La potasse fait une des principales branches du commerce du nord ; il en vient une grande quantité de Russie, de Pologne, de Lithuanie, d’Ukraine, de Suede ; les vastes forêts qui se trouvent dans ces pays mettent les habitans à portée d’avoir le bois nécessaire pour faire cette substance : on ne trouveroit pas son compte à les imiter dans les pays où le bois est rare ; mais les François & les Anglois pourroient très bien faire de la potasse dans leurs possessions de l’Amérique septentrionale, où le bois est plus commun qu’en aucune contrée de l’Europe.

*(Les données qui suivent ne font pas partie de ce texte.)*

//! Model Storage and Persistence
//!
//! One bincode blob per model id under the configured directory. Writes go
//! to a temporary file that is synced and then renamed over the final name,
//! so a crash mid-write never leaves a truncated artifact under `<id>.bin`.

use std::fs::{self, File};
use std::io::{BufReader, BufWriter, Write};
use std::path::{Path, PathBuf};

use chrono::{DateTime, Utc};
use serde::{Deserialize, Serialize};
use tracing::{debug, info, warn};

use super::matrix::validate_model_id;
use super::training::TrainedModel;
use crate::error::{EngineError, Result};

/// Default model storage directory
pub const MODEL_DIR: &str = "models";

/// Bumped whenever the layout of [`TrainedModel`] or the envelope changes
pub const ARTIFACT_FORMAT_VERSION: u32 = 2;

const ARTIFACT_EXT: &str = "bin";

/// Storage configuration
#[derive(Debug, Clone, PartialEq, Serialize, Deserialize)]
pub struct StorageConfig {
    /// Directory holding one artifact per model id
    #[serde(default = "default_model_dir")]
    pub model_dir: PathBuf,
    /// Load every artifact into memory at startup
    #[serde(default)]
    pub preload_on_start: bool,
    /// Keep the previous artifact as `<id>.bin.bak` when overwriting
    #[serde(default = "default_true")]
    pub keep_backup: bool,
}

impl Default for StorageConfig {
    fn default() -> Self {
        Self {
            model_dir: default_model_dir(),
            preload_on_start: false,
            keep_backup: true,
        }
    }
}

fn default_model_dir() -> PathBuf {
    PathBuf::from(MODEL_DIR)
}

fn default_true() -> bool {
    true
}

/// Summary written ahead of the forest so it can be read on its own
#[derive(Debug, Clone, PartialEq, Serialize, Deserialize)]
pub struct ArtifactHeader {
    pub model_id: String,
    pub row_count: usize,
    pub feature_count: usize,
    pub trained_at: DateTime<Utc>,
}

impl ArtifactHeader {
    fn of(model: &TrainedModel) -> Self {
        Self {
            model_id: model.model_id.clone(),
            row_count: model.row_count,
            feature_count: model.feature_count,
            trained_at: model.trained_at,
        }
    }
}

#[derive(Serialize)]
struct EnvelopeRef<'a> {
    format_version: u32,
    header: ArtifactHeader,
    model: &'a TrainedModel,
}

#[derive(Deserialize)]
struct Envelope {
    format_version: u32,
    header: ArtifactHeader,
    model: TrainedModel,
}

/// Leading fields of [`Envelope`]; decoding stops before the forest
#[derive(Deserialize)]
struct EnvelopePrefix {
    format_version: u32,
    header: ArtifactHeader,
}

/// Artifact store keyed by model id
#[derive(Debug, Clone)]
pub struct ModelStore {
    config: StorageConfig,
}

impl ModelStore {
    pub fn new(config: StorageConfig) -> Self {
        Self { config }
    }

    /// Create with custom path and default options
    pub fn with_path<P: AsRef<Path>>(path: P) -> Self {
        Self::new(StorageConfig {
            model_dir: path.as_ref().to_path_buf(),
            ..StorageConfig::default()
        })
    }

    pub fn model_dir(&self) -> &Path {
        &self.config.model_dir
    }

    /// Create the storage directory
    pub fn init(&self) -> Result<()> {
        fs::create_dir_all(&self.config.model_dir)?;
        debug!("Model storage ready at {:?}", self.config.model_dir);
        Ok(())
    }

    fn model_path(&self, model_id: &str) -> PathBuf {
        self.config
            .model_dir
            .join(format!("{}.{}", model_id, ARTIFACT_EXT))
    }

    fn backup_path(&self, model_id: &str) -> PathBuf {
        self.config
            .model_dir
            .join(format!("{}.{}.bak", model_id, ARTIFACT_EXT))
    }

    /// Write the artifact for `model.model_id`, replacing any previous one
    pub fn save(&self, model: &TrainedModel) -> Result<PathBuf> {
        validate_model_id(&model.model_id)?;
        self.init()?;

        let path = self.model_path(&model.model_id);
        // Leading dot keeps temp files out of list_models()
        let tmp_path = self.config.model_dir.join(format!(
            ".{}.{}.tmp",
            model.model_id,
            uuid::Uuid::new_v4().simple()
        ));

        if let Err(e) = Self::write_artifact(&tmp_path, model) {
            let _ = fs::remove_file(&tmp_path);
            return Err(e);
        }

        if self.config.keep_backup && path.exists() {
            if let Err(e) = fs::copy(&path, self.backup_path(&model.model_id)) {
                warn!("Failed to back up artifact {:?}: {}", path, e);
            }
        }

        if let Err(e) = fs::rename(&tmp_path, &path) {
            let _ = fs::remove_file(&tmp_path);
            return Err(EngineError::Persistence(format!(
                "failed to move artifact into place at {:?}: {}",
                path, e
            )));
        }
        self.sync_dir();

        info!("Saved model '{}' to {:?}", model.model_id, path);
        Ok(path)
    }

    fn write_artifact(path: &Path, model: &TrainedModel) -> Result<()> {
        let file = File::create(path)?;
        let mut writer = BufWriter::new(file);
        let envelope = EnvelopeRef {
            format_version: ARTIFACT_FORMAT_VERSION,
            header: ArtifactHeader::of(model),
            model,
        };
        bincode::serde::encode_into_std_write(&envelope, &mut writer, bincode::config::standard())?;
        writer.flush()?;
        writer
            .into_inner()
            .map_err(|e| EngineError::Persistence(e.to_string()))?
            .sync_all()?;
        Ok(())
    }

    fn sync_dir(&self) {
        // Not every platform can open a directory for syncing
        if let Ok(dir) = File::open(&self.config.model_dir) {
            let _ = dir.sync_all();
        }
    }

    /// Load the artifact for `model_id`; `Ok(None)` when nothing is stored
    pub fn load(&self, model_id: &str) -> Result<Option<TrainedModel>> {
        validate_model_id(model_id)?;
        let path = self.model_path(model_id);
        let backup = self.backup_path(model_id);

        if !path.exists() && !backup.exists() {
            debug!("No artifact for model '{}' at {:?}", model_id, path);
            return Ok(None);
        }

        if path.exists() {
            match Self::read_artifact(&path, model_id) {
                Ok(model) => {
                    info!("Loaded model '{}' from {:?}", model_id, path);
                    return Ok(Some(model));
                }
                Err(e) if backup.exists() => {
                    warn!("Failed to load {:?}: {}, trying backup", path, e);
                }
                Err(e) => return Err(e),
            }
        }

        let model = Self::read_artifact(&backup, model_id)?;
        info!("Restored model '{}' from backup {:?}", model_id, backup);
        Ok(Some(model))
    }

    fn read_artifact(path: &Path, model_id: &str) -> Result<TrainedModel> {
        let file = File::open(path)?;
        let mut reader = BufReader::new(file);
        let envelope: Envelope =
            bincode::serde::decode_from_std_read(&mut reader, bincode::config::standard())?;

        Self::check_header(path, model_id, envelope.format_version, &envelope.header)?;
        if envelope.model.model_id != model_id {
            return Err(EngineError::Persistence(format!(
                "artifact {:?} belongs to model '{}'",
                path, envelope.model.model_id
            )));
        }
        Ok(envelope.model)
    }

    fn read_header(path: &Path, model_id: &str) -> Result<ArtifactHeader> {
        let file = File::open(path)?;
        let mut reader = BufReader::new(file);
        let prefix: EnvelopePrefix =
            bincode::serde::decode_from_std_read(&mut reader, bincode::config::standard())?;

        Self::check_header(path, model_id, prefix.format_version, &prefix.header)?;
        Ok(prefix.header)
    }

    fn check_header(path: &Path, model_id: &str, format_version: u32, header: &ArtifactHeader) -> Result<()> {
        if format_version != ARTIFACT_FORMAT_VERSION {
            return Err(EngineError::Persistence(format!(
                "unsupported artifact format {} in {:?}",
                format_version, path
            )));
        }
        if header.model_id != model_id {
            return Err(EngineError::Persistence(format!(
                "artifact {:?} belongs to model '{}'",
                path, header.model_id
            )));
        }
        Ok(())
    }

    /// Read only the artifact header for `model_id`, without decoding the forest
    pub fn peek(&self, model_id: &str) -> Result<Option<ArtifactHeader>> {
        validate_model_id(model_id)?;
        let path = self.model_path(model_id);
        let backup = self.backup_path(model_id);

        if path.exists() {
            match Self::read_header(&path, model_id) {
                Ok(header) => return Ok(Some(header)),
                Err(e) if backup.exists() => {
                    debug!("Header of {:?} unreadable: {}, trying backup", path, e);
                }
                Err(e) => return Err(e),
            }
        } else if !backup.exists() {
            return Ok(None);
        }

        Self::read_header(&backup, model_id).map(Some)
    }

    pub fn contains(&self, model_id: &str) -> bool {
        validate_model_id(model_id).is_ok() && self.model_path(model_id).exists()
    }

    /// Remove the artifact and its backup; returns whether anything existed
    pub fn delete(&self, model_id: &str) -> Result<bool> {
        validate_model_id(model_id)?;
        let mut removed = false;
        for path in [self.model_path(model_id), self.backup_path(model_id)] {
            if path.exists() {
                fs::remove_file(&path)?;
                removed = true;
            }
        }
        if removed {
            info!("Deleted artifacts for model '{}'", model_id);
        }
        Ok(removed)
    }

    /// List stored model ids
    pub fn list_models(&self) -> Result<Vec<String>> {
        let mut models = Vec::new();

        if !self.config.model_dir.exists() {
            return Ok(models);
        }

        for entry in fs::read_dir(&self.config.model_dir)? {
            let path = entry?.path();
            if path.extension().map(|e| e == ARTIFACT_EXT).unwrap_or(false) {
                if let Some(name) = path.file_stem().and_then(|s| s.to_str()) {
                    if validate_model_id(name).is_ok() {
                        models.push(name.to_string());
                    }
                }
            }
        }

        models.sort();
        Ok(models)
    }
}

Chaque pays suit une méthode particuliere pour obtenir de la potasse ; on n’emploie à cet usage que de vieux arbres qui se pourrissent ; ceux qui y sont les plus propres sont le chêne, le hêtre, le peuplier, le frêne, l’orme, le houx, le bouleau, le noisettier, & tout le bois blanc. Les pins, les sapins, & tous les bois résineux ne sont point bons pour cela en Suede. Suivant le rapport de M…… en Suede, on commence par couper le bois, & on le met en bûches ; on en forme de grands tas que l’on allume & qu’on fait brûler lentement ; on en recueille les cendres, que l’on sépare autant qu’on peut des charbons : on amasse toutes les cendres, on les humecte avec de l’eau, & l’on en fait une espece de mortier d’une consistence épaisse ; on prend cette espece de mortier, & l’on en fait un enduit autour des troncs de sapins ou de pins fraichement coupés ; on forme de ces troncs ainsi enduits des piles qui ont la hauteur d’une maison ; on allume un feu de bois sec sous la pile, le tout brûle très vivement ; les cendres dont les buches de sapin ont été enduites, rougissent & se vitrifient ; pour lors on détruit la pile, & pendant que les cendres sont encore fortement échauffées, & pour ainsi dire en fusion, on les applique avec des bâtons pour en incruster les bûches de sapins. Cette opération se nomme walla en suédois ; par son moyen les cendres forment une masse solide & dure comme de la pierre. Lorsque tout est refroidi, on détache ces cendres durcies & incrustées avec des outils de fer, & on les entasse dans des tonneaux, & on les débite sous le nom de potasse.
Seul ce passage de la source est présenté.